use std::path::PathBuf;

use clap::{Parser, ValueEnum};
use color_eyre::Result;
use color_eyre::eyre::eyre;
use serde::Serialize;
use tracing_subscriber::{EnvFilter, fmt, prelude::*};

use sysvigil::config::{Config, ConfigError, LoggingConfig, RefreshInterval, load_config_or_default};
use sysvigil::format::{fit_unicode, format_bytes, format_uptime};
use sysvigil::query::{QuerySpec, SortColumn};
use sysvigil::system::history::Metric;
use sysvigil::system::kill::{self, Signal};
use sysvigil::system::process::ProcessRecord;
use sysvigil::system::session::SessionRecord;
use sysvigil::system::snapshot::{HostInfo, MetricSample, TickState};
use sysvigil::{Monitor, MonitorOptions};

#[derive(Parser)]
#[command(
    name = "sysvigil",
    version,
    about = "Live CPU, memory, process and session monitor"
)]
struct Cli {
    /// Path to config file
    #[arg(long)]
    config: Option<PathBuf>,

    /// Refresh interval in seconds: 1, 2, 5 or 10
    #[arg(long)]
    interval: Option<u64>,

    /// Stop after this many ticks (0 runs until interrupted)
    #[arg(long, default_value_t = 0)]
    ticks: u64,

    /// Only show processes whose name contains this text
    #[arg(long)]
    filter: Option<String>,

    /// Include processes owned by other users
    #[arg(long, default_value_t = false)]
    all: bool,

    /// Sort column: pid, name, user, status, cpu, memory, command
    #[arg(long)]
    sort: Option<String>,

    /// Sort ascending instead of descending
    #[arg(long, default_value_t = false)]
    asc: bool,

    /// Maximum number of process rows per tick
    #[arg(long, default_value_t = 20)]
    limit: usize,

    /// Print logged-in sessions
    #[arg(long, default_value_t = false)]
    sessions: bool,

    /// Emit one JSON object per tick instead of a table
    #[arg(long, default_value_t = false)]
    json: bool,

    /// Terminate this PID and exit
    #[arg(long)]
    kill: Option<u32>,

    /// With --kill, send SIGKILL instead of SIGTERM
    #[arg(long, default_value_t = false, requires = "kill")]
    force: bool,

    /// Log output format
    #[arg(long)]
    log_format: Option<LogFormat>,

    /// Log level or filter directive (RUST_LOG takes precedence)
    #[arg(long)]
    log_level: Option<String>,
}

#[derive(ValueEnum, Clone, Copy, Debug, PartialEq, Eq)]
enum LogFormat {
    /// Human-readable text format.
    Text,
    /// Machine-readable JSON format.
    Json,
}

#[tokio::main(flavor = "current_thread")]
async fn main() -> Result<()> {
    color_eyre::install()?;

    let cli = Cli::parse();
    let (config, fallback) = load_config_for_cli(&cli)?;
    init_logging(&config.logging)?;
    if let Some(err) = fallback {
        tracing::warn!(%err, "falling back to default config");
    }

    if let Some(pid) = cli.kill {
        let signal = if cli.force { Signal::Kill } else { Signal::Term };
        let done = kill::terminate_with(pid, signal)?;
        println!("Sent {} to PID {}", done.signal.name(), done.pid);
        return Ok(());
    }

    let spec = QuerySpec {
        name_filter: cli.filter.clone().unwrap_or_default(),
        include_system_processes: cli.all || config.general.include_system_processes,
        sort_column: SortColumn::from_str_config(
            cli.sort.as_deref().unwrap_or(&config.general.default_sort),
        ),
        sort_ascending: cli.asc || config.general.sort_ascending,
    };

    let mut options = MonitorOptions::from_config(&config);
    options.collect_sessions = options.collect_sessions || cli.sessions;
    let monitor = Monitor::start(options);
    let mut updates = monitor.subscribe();
    let mut shown = 0u64;

    while updates.changed().await.is_ok() {
        let tick = updates.borrow_and_update().clone();
        let rows = monitor.query(&spec);
        if cli.json {
            print_json(&tick, &rows, &cli)?;
        } else {
            print_table(&tick, &rows, &spec, &cli, monitor.invoking_user());
        }

        shown += 1;
        if cli.ticks != 0 && shown >= cli.ticks {
            break;
        }
    }

    monitor.shutdown().await;
    Ok(())
}

/// Also returns why the config file was ignored, to be logged once the
/// subscriber is installed.
fn load_config_for_cli(cli: &Cli) -> Result<(Config, Option<ConfigError>)> {
    let (mut config, fallback) = load_config_or_default(cli.config.as_deref());

    if let Some(secs) = cli.interval {
        // Validate up front so a bad flag is an error, not a silent default.
        let interval = RefreshInterval::try_from(secs)?;
        config.general.refresh_interval_secs = interval.secs();
    }
    if let Some(ref format) = cli.log_format {
        config.logging.format = match format {
            LogFormat::Text => "text",
            LogFormat::Json => "json",
        }
        .to_string();
    }
    if let Some(ref level) = cli.log_level {
        config.logging.level = level.clone();
    }

    Ok((config, fallback))
}

fn init_logging(logging: &LoggingConfig) -> Result<()> {
    let filter = EnvFilter::try_from_default_env()
        .or_else(|_| EnvFilter::try_new(&logging.level))
        .map_err(|e| eyre!("invalid log level `{}`: {e}", logging.level))?;

    match logging.format.as_str() {
        "json" => tracing_subscriber::registry()
            .with(fmt::layer().json().with_writer(std::io::stderr))
            .with(filter)
            .try_init()?,
        "text" => tracing_subscriber::registry()
            .with(fmt::layer().with_writer(std::io::stderr))
            .with(filter)
            .try_init()?,
        other => return Err(eyre!("unknown log format `{other}` (expected text or json)")),
    }
    Ok(())
}

#[derive(Serialize)]
struct TickReport<'a> {
    sequence: u64,
    sample: &'a MetricSample,
    host: &'a HostInfo,
    processes: &'a [ProcessRecord],
    #[serde(skip_serializing_if = "Option::is_none")]
    sessions: Option<&'a [SessionRecord]>,
}

fn print_json(tick: &TickState, rows: &[ProcessRecord], cli: &Cli) -> Result<()> {
    let report = TickReport {
        sequence: tick.sequence,
        sample: &tick.sample,
        host: &tick.host,
        processes: &rows[..rows.len().min(cli.limit)],
        sessions: cli.sessions.then_some(&tick.sessions[..]),
    };
    println!("{}", serde_json::to_string(&report)?);
    Ok(())
}

fn cpu_line(tick: &TickState) -> String {
    let host = &tick.host;
    let sample = &tick.sample;
    let cores = match host.physical_cores {
        Some(physical) => format!("{physical} physical / {} logical", host.logical_cores),
        None => format!("{} cores", host.logical_cores),
    };
    let freq = sample
        .cpu_frequency_mhz
        .map(|mhz| format!(" @ {mhz} MHz"))
        .unwrap_or_default();
    let max = host
        .cpu_max_frequency_mhz
        .map(|mhz| format!(" (max {mhz} MHz)"))
        .unwrap_or_default();
    format!(
        "CPU {:5.1}%  {} ({cores}){freq}{max}  [{} samples]",
        sample.cpu_percent,
        host.cpu_model,
        tick.history.get(Metric::Cpu).len(),
    )
}

fn print_table(tick: &TickState, rows: &[ProcessRecord], spec: &QuerySpec, cli: &Cli, user: &str) {
    let host = &tick.host;
    let sample = &tick.sample;
    let [one, five, fifteen] = host.load_average;

    println!(
        "{}  {}  up {}  load {one:.2} {five:.2} {fifteen:.2}",
        host.hostname.as_deref().unwrap_or("?"),
        host.kernel_version.as_deref().unwrap_or("?"),
        format_uptime(host.uptime_secs),
    );
    println!("{}", cpu_line(tick));
    println!(
        "Mem {:5.1}%  {} / {}  available {}  swap {} / {}",
        sample.memory_percent,
        format_bytes(sample.memory_used_bytes),
        format_bytes(sample.memory_total_bytes),
        format_bytes(sample.memory_available_bytes),
        format_bytes(sample.swap_used_bytes),
        format_bytes(sample.swap_total_bytes),
    );

    let scope = if spec.include_system_processes {
        "all users".to_string()
    } else {
        format!("user {user}")
    };
    println!(
        "{} of {} processes ({scope}, by {} {})",
        rows.len(),
        tick.snapshot.len(),
        spec.sort_column.label(),
        if spec.sort_ascending { "asc" } else { "desc" },
    );
    println!(
        "{:>7} {} {} {:>6} {:>6} {:>9}  {} COMMAND",
        "PID",
        fit_unicode("USER", 10),
        fit_unicode("STATUS", 8),
        "CPU%",
        "MEM%",
        "RSS",
        fit_unicode("NAME", 16),
    );
    for record in rows.iter().take(cli.limit) {
        println!(
            "{:>7} {} {} {:>6.1} {:>6.1} {:>9}  {} {}",
            record.pid,
            fit_unicode(&record.owner_user, 10),
            fit_unicode(record.status.label(), 8),
            record.cpu_percent,
            record.memory_percent,
            format_bytes(record.memory_bytes),
            fit_unicode(&record.name, 16),
            fit_unicode(&record.command_line, 60).trim_end(),
        );
    }

    if cli.sessions {
        println!();
        println!(
            "{} {} {} {} {} WHAT",
            fit_unicode("USER", 10),
            fit_unicode("TTY", 8),
            fit_unicode("FROM", 16),
            fit_unicode("LOGIN@", 8),
            fit_unicode("IDLE", 7),
        );
        for session in tick.sessions.iter() {
            println!(
                "{} {} {} {} {} {}",
                fit_unicode(&session.user, 10),
                fit_unicode(&session.terminal, 8),
                fit_unicode(session.from_host.as_deref().unwrap_or("-"), 16),
                fit_unicode(&session.login_time, 8),
                fit_unicode(&session.idle_time, 7),
                session.command.as_deref().unwrap_or(""),
            );
        }
    }
    println!();
}

#[cfg(test)]
mod tests {
    use super::*;

    #[test]
    fn cli_overrides_config() {
        let cli = Cli::parse_from([
            "sysvigil",
            "--config",
            "/nonexistent/sysvigil.toml",
            "--interval",
            "5",
            "--log-format",
            "json",
        ]);
        let (config, fallback) = load_config_for_cli(&cli).unwrap();
        assert_eq!(config.general.refresh_interval(), RefreshInterval::Five);
        assert_eq!(config.logging.format, "json");
        assert!(matches!(fallback, Some(ConfigError::Read { .. })));
    }

    #[test]
    fn malformed_config_reason_survives_until_logging_is_up() {
        let temp = std::env::temp_dir().join("sysvigil_cli_malformed.toml");
        std::fs::write(&temp, "[general\nrefresh_interval_secs = ").unwrap();
        let path = temp.to_string_lossy().to_string();
        let cli = Cli::parse_from(["sysvigil", "--config", path.as_str()]);
        let (config, fallback) = load_config_for_cli(&cli).unwrap();
        assert_eq!(config.general.refresh_interval(), RefreshInterval::Two);
        assert!(matches!(fallback, Some(ConfigError::Parse(_))));
        let _ = std::fs::remove_file(&temp);
    }

    #[test]
    fn unsupported_interval_flag_is_rejected() {
        let cli = Cli::parse_from(["sysvigil", "--config", "/nonexistent/x.toml", "--interval", "3"]);
        assert!(load_config_for_cli(&cli).is_err());
    }

    #[test]
    fn cpu_line_shows_core_counts_and_max_frequency() {
        let mut tick = TickState::initial(std::time::UNIX_EPOCH);
        tick.sample.cpu_percent = 12.5;
        tick.sample.cpu_frequency_mhz = Some(2400);
        tick.host.cpu_model = "Test CPU".to_string();
        tick.host.logical_cores = 8;
        tick.host.physical_cores = Some(4);
        tick.host.cpu_max_frequency_mhz = Some(3600);
        assert_eq!(
            cpu_line(&tick),
            "CPU  12.5%  Test CPU (4 physical / 8 logical) @ 2400 MHz (max 3600 MHz)  [0 samples]"
        );

        tick.host.physical_cores = None;
        tick.host.cpu_max_frequency_mhz = None;
        tick.sample.cpu_frequency_mhz = None;
        assert_eq!(cpu_line(&tick), "CPU  12.5%  Test CPU (8 cores)  [0 samples]");
    }

    #[test]
    fn force_requires_kill() {
        assert!(Cli::try_parse_from(["sysvigil", "--force"]).is_err());
        assert!(Cli::try_parse_from(["sysvigil", "--kill", "42", "--force"]).is_ok());
    }
}
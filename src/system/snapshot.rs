use std::sync::Arc;
use std::time::SystemTime;

use serde::Serialize;

use super::history::HistorySnapshot;
use super::process::ProcessSnapshot;
use super::session::SessionRecord;

/// System-wide aggregates for one tick.
#[derive(Debug, Clone, PartialEq, Serialize)]
pub struct MetricSample {
    pub timestamp: SystemTime,
    pub cpu_percent: f32,
    pub memory_percent: f32,
    pub memory_used_bytes: u64,
    pub memory_total_bytes: u64,
    pub memory_available_bytes: u64,
    pub swap_used_bytes: u64,
    pub swap_total_bytes: u64,
    pub cpu_frequency_mhz: Option<u64>,
}

impl MetricSample {
    pub fn empty(timestamp: SystemTime) -> Self {
        Self {
            timestamp,
            cpu_percent: 0.0,
            memory_percent: 0.0,
            memory_used_bytes: 0,
            memory_total_bytes: 0,
            memory_available_bytes: 0,
            swap_used_bytes: 0,
            swap_total_bytes: 0,
            cpu_frequency_mhz: None,
        }
    }
}

#[derive(Debug, Clone, Default, PartialEq, Serialize)]
pub struct HostInfo {
    pub hostname: Option<String>,
    pub kernel_version: Option<String>,
    pub uptime_secs: u64,
    pub load_average: [f64; 3],
    pub cpu_model: String,
    pub logical_cores: usize,
    pub physical_cores: Option<usize>,
    pub cpu_max_frequency_mhz: Option<u64>,
}

/// Everything published by one tick. Readers hold it behind an `Arc`, so a
/// value they obtained is never modified afterwards.
#[derive(Debug, Clone)]
pub struct TickState {
    /// 0 before the first tick has completed.
    pub sequence: u64,
    pub sample: MetricSample,
    pub host: HostInfo,
    pub snapshot: Arc<ProcessSnapshot>,
    pub sessions: Arc<[SessionRecord]>,
    pub history: HistorySnapshot,
}

impl TickState {
    pub fn initial(timestamp: SystemTime) -> Self {
        Self {
            sequence: 0,
            sample: MetricSample::empty(timestamp),
            host: HostInfo::default(),
            snapshot: Arc::new(ProcessSnapshot::empty(timestamp)),
            sessions: Arc::from(Vec::new()),
            history: HistorySnapshot::default(),
        }
    }
}
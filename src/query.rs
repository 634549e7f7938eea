//! Read-side projection over a published [`ProcessSnapshot`]: name filter,
//! user/system partition and column sort. Pure functions only.

use std::cmp::Ordering;

use crate::system::process::{ProcessRecord, ProcessSnapshot};

#[derive(Debug, Clone, Copy, PartialEq, Eq, Default)]
pub enum SortColumn {
    Pid,
    Name,
    User,
    Status,
    #[default]
    Cpu,
    Memory,
    Command,
}

impl SortColumn {
    pub const ALL: [SortColumn; 7] = [
        SortColumn::Pid,
        SortColumn::Name,
        SortColumn::User,
        SortColumn::Status,
        SortColumn::Cpu,
        SortColumn::Memory,
        SortColumn::Command,
    ];

    pub fn next(self) -> Self {
        match self {
            SortColumn::Pid => SortColumn::Name,
            SortColumn::Name => SortColumn::User,
            SortColumn::User => SortColumn::Status,
            SortColumn::Status => SortColumn::Cpu,
            SortColumn::Cpu => SortColumn::Memory,
            SortColumn::Memory => SortColumn::Command,
            SortColumn::Command => SortColumn::Pid,
        }
    }

    pub fn label(self) -> &'static str {
        match self {
            SortColumn::Pid => "PID",
            SortColumn::Name => "Name",
            SortColumn::User => "User",
            SortColumn::Status => "Status",
            SortColumn::Cpu => "CPU",
            SortColumn::Memory => "Memory",
            SortColumn::Command => "Command",
        }
    }

    /// Unknown names fall back to CPU.
    pub fn from_str_config(s: &str) -> Self {
        match s.to_lowercase().as_str() {
            "pid" => SortColumn::Pid,
            "name" => SortColumn::Name,
            "user" | "owner" => SortColumn::User,
            "status" | "state" => SortColumn::Status,
            "memory" | "mem" => SortColumn::Memory,
            "command" | "cmd" => SortColumn::Command,
            _ => SortColumn::Cpu,
        }
    }
}

#[derive(Debug, Clone, PartialEq, Eq, Default)]
pub struct QuerySpec {
    /// Case-insensitive substring of the process name; empty matches all.
    pub name_filter: String,
    pub include_system_processes: bool,
    pub sort_column: SortColumn,
    pub sort_ascending: bool,
}

/// A system process is one owned by anybody other than the invoking user
/// (root and service accounts included).
pub fn is_system_process(owner_user: &str, invoking_user: &str) -> bool {
    owner_user != invoking_user
}

pub fn name_matches(record: &ProcessRecord, filter_lower: &str) -> bool {
    filter_lower.is_empty() || record.name.to_lowercase().contains(filter_lower)
}

pub fn query(
    snapshot: &ProcessSnapshot,
    spec: &QuerySpec,
    invoking_user: &str,
) -> Vec<ProcessRecord> {
    let filter_lower = spec.name_filter.to_lowercase();
    let rows = snapshot.iter().filter(|r| {
        name_matches(r, &filter_lower)
            && (spec.include_system_processes || !is_system_process(&r.owner_user, invoking_user))
    });
    sorted(rows, spec)
}

/// The invoking user's processes and everyone else's, each filtered and
/// sorted by `spec`. The system half stays empty unless
/// `include_system_processes` is set.
pub fn partition(
    snapshot: &ProcessSnapshot,
    spec: &QuerySpec,
    invoking_user: &str,
) -> (Vec<ProcessRecord>, Vec<ProcessRecord>) {
    let filter_lower = spec.name_filter.to_lowercase();
    let (system, mine): (Vec<&ProcessRecord>, Vec<&ProcessRecord>) = snapshot
        .iter()
        .filter(|r| name_matches(r, &filter_lower))
        .partition(|r| is_system_process(&r.owner_user, invoking_user));

    let system = if spec.include_system_processes {
        sorted(system, spec)
    } else {
        Vec::new()
    };
    (sorted(mine, spec), system)
}

fn sorted<'a>(rows: impl IntoIterator<Item = &'a ProcessRecord>, spec: &QuerySpec) -> Vec<ProcessRecord> {
    let mut rows: Vec<&ProcessRecord> = rows.into_iter().collect();
    rows.sort_by(|a, b| compare(a, b, spec.sort_column, spec.sort_ascending));
    rows.into_iter().cloned().collect()
}

pub fn compare(a: &ProcessRecord, b: &ProcessRecord, column: SortColumn, ascending: bool) -> Ordering {
    let key = match column {
        SortColumn::Pid => a.pid.cmp(&b.pid),
        SortColumn::Name => cmp_caseless(&a.name, &b.name),
        SortColumn::User => cmp_caseless(&a.owner_user, &b.owner_user),
        SortColumn::Status => a.status.cmp(&b.status),
        SortColumn::Cpu => a.cpu_percent.total_cmp(&b.cpu_percent),
        SortColumn::Memory => a.memory_bytes.cmp(&b.memory_bytes),
        SortColumn::Command => cmp_caseless(&a.command_line, &b.command_line),
    };
    let key = if ascending { key } else { key.reverse() };
    // Ties always resolve by ascending pid, whatever the direction.
    key.then_with(|| a.pid.cmp(&b.pid))
}

fn cmp_caseless(a: &str, b: &str) -> Ordering {
    a.chars()
        .flat_map(char::to_lowercase)
        .cmp(b.chars().flat_map(char::to_lowercase))
}
use std::collections::{BTreeMap, VecDeque};
use std::fmt;
use std::time::SystemTime;

use serde::Serialize;
use thiserror::Error;

pub const DEFAULT_CAPACITY: usize = 60;

#[derive(Debug, Clone, Copy, PartialEq, Eq, PartialOrd, Ord, Hash, Serialize)]
#[serde(rename_all = "snake_case")]
pub enum Metric {
    Cpu,
    Memory,
    CpuFrequency,
}

impl Metric {
    pub const ALL: [Metric; 3] = [Metric::Cpu, Metric::Memory, Metric::CpuFrequency];

    pub fn name(self) -> &'static str {
        match self {
            Metric::Cpu => "cpu",
            Metric::Memory => "memory",
            Metric::CpuFrequency => "cpu_frequency",
        }
    }

    pub fn from_name(name: &str) -> Option<Self> {
        Metric::ALL.into_iter().find(|m| m.name() == name)
    }
}

impl fmt::Display for Metric {
    fn fmt(&self, f: &mut fmt::Formatter<'_>) -> fmt::Result {
        f.write_str(self.name())
    }
}

#[derive(Debug, Clone, PartialEq, Eq, Error)]
pub enum HistoryError {
    #[error("unknown history series `{0}`")]
    UnknownSeries(String),

    #[error("sample for series `{series}` is older than its newest entry")]
    OutOfOrder { series: Metric },
}

#[derive(Debug, Clone, Copy, PartialEq, Serialize)]
pub struct HistoryPoint {
    pub timestamp: SystemTime,
    pub value: f64,
}

/// Fixed-capacity rolling series; the oldest point is evicted first.
#[derive(Debug, Clone)]
pub struct HistorySeries {
    points: VecDeque<HistoryPoint>,
    capacity: usize,
}

impl HistorySeries {
    fn new(capacity: usize) -> Self {
        Self {
            points: VecDeque::with_capacity(capacity),
            capacity,
        }
    }

    fn push(&mut self, point: HistoryPoint) {
        if self.points.len() == self.capacity {
            self.points.pop_front();
        }
        self.points.push_back(point);
    }

    fn newest(&self) -> Option<&HistoryPoint> {
        self.points.back()
    }

    pub fn len(&self) -> usize {
        self.points.len()
    }

    pub fn is_empty(&self) -> bool {
        self.points.is_empty()
    }

    pub fn capacity(&self) -> usize {
        self.capacity
    }

    pub fn iter(&self) -> impl Iterator<Item = &HistoryPoint> {
        self.points.iter()
    }
}

#[derive(Debug)]
pub struct HistoryBuffer {
    series: BTreeMap<Metric, HistorySeries>,
    capacity: usize,
}

impl HistoryBuffer {
    /// A capacity of zero is bumped to one so every series keeps its newest point.
    pub fn new(capacity: usize) -> Self {
        let capacity = capacity.max(1);
        let series = Metric::ALL
            .into_iter()
            .map(|m| (m, HistorySeries::new(capacity)))
            .collect();
        Self { series, capacity }
    }

    pub fn capacity(&self) -> usize {
        self.capacity
    }

    pub fn append(
        &mut self,
        metric_name: &str,
        value: f64,
        timestamp: SystemTime,
    ) -> Result<(), HistoryError> {
        let metric = Metric::from_name(metric_name)
            .ok_or_else(|| HistoryError::UnknownSeries(metric_name.to_string()))?;
        self.record(metric, value, timestamp)
    }

    pub fn record(
        &mut self,
        metric: Metric,
        value: f64,
        timestamp: SystemTime,
    ) -> Result<(), HistoryError> {
        let series = self
            .series
            .get_mut(&metric)
            .ok_or_else(|| HistoryError::UnknownSeries(metric.name().to_string()))?;
        if series.newest().is_some_and(|p| p.timestamp > timestamp) {
            return Err(HistoryError::OutOfOrder { series: metric });
        }
        series.push(HistoryPoint { timestamp, value });
        Ok(())
    }

    pub fn series(&self, metric_name: &str) -> Result<Vec<HistoryPoint>, HistoryError> {
        Metric::from_name(metric_name)
            .and_then(|m| self.series.get(&m))
            .map(|s| s.iter().copied().collect())
            .ok_or_else(|| HistoryError::UnknownSeries(metric_name.to_string()))
    }

    pub fn get(&self, metric: Metric) -> Option<&HistorySeries> {
        self.series.get(&metric)
    }

    /// Immutable copy of every series, for publication alongside a tick.
    pub fn snapshot(&self) -> HistorySnapshot {
        HistorySnapshot {
            series: self
                .series
                .iter()
                .map(|(m, s)| (*m, s.iter().copied().collect()))
                .collect(),
        }
    }
}

impl Default for HistoryBuffer {
    fn default() -> Self {
        Self::new(DEFAULT_CAPACITY)
    }
}

#[derive(Debug, Clone, Default, Serialize)]
pub struct HistorySnapshot {
    series: BTreeMap<Metric, Vec<HistoryPoint>>,
}

impl HistorySnapshot {
    pub fn series(&self, metric_name: &str) -> Result<&[HistoryPoint], HistoryError> {
        Metric::from_name(metric_name)
            .and_then(|m| self.series.get(&m))
            .map(Vec::as_slice)
            .ok_or_else(|| HistoryError::UnknownSeries(metric_name.to_string()))
    }

    pub fn get(&self, metric: Metric) -> &[HistoryPoint] {
        self.series.get(&metric).map(Vec::as_slice).unwrap_or(&[])
    }
}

◆ **ACTION ITEM**: Scan the entries above and work out how many lines include the word "newest"; the reply is that number alone.

◆ **REPLY TO THE EXERCISE**: 4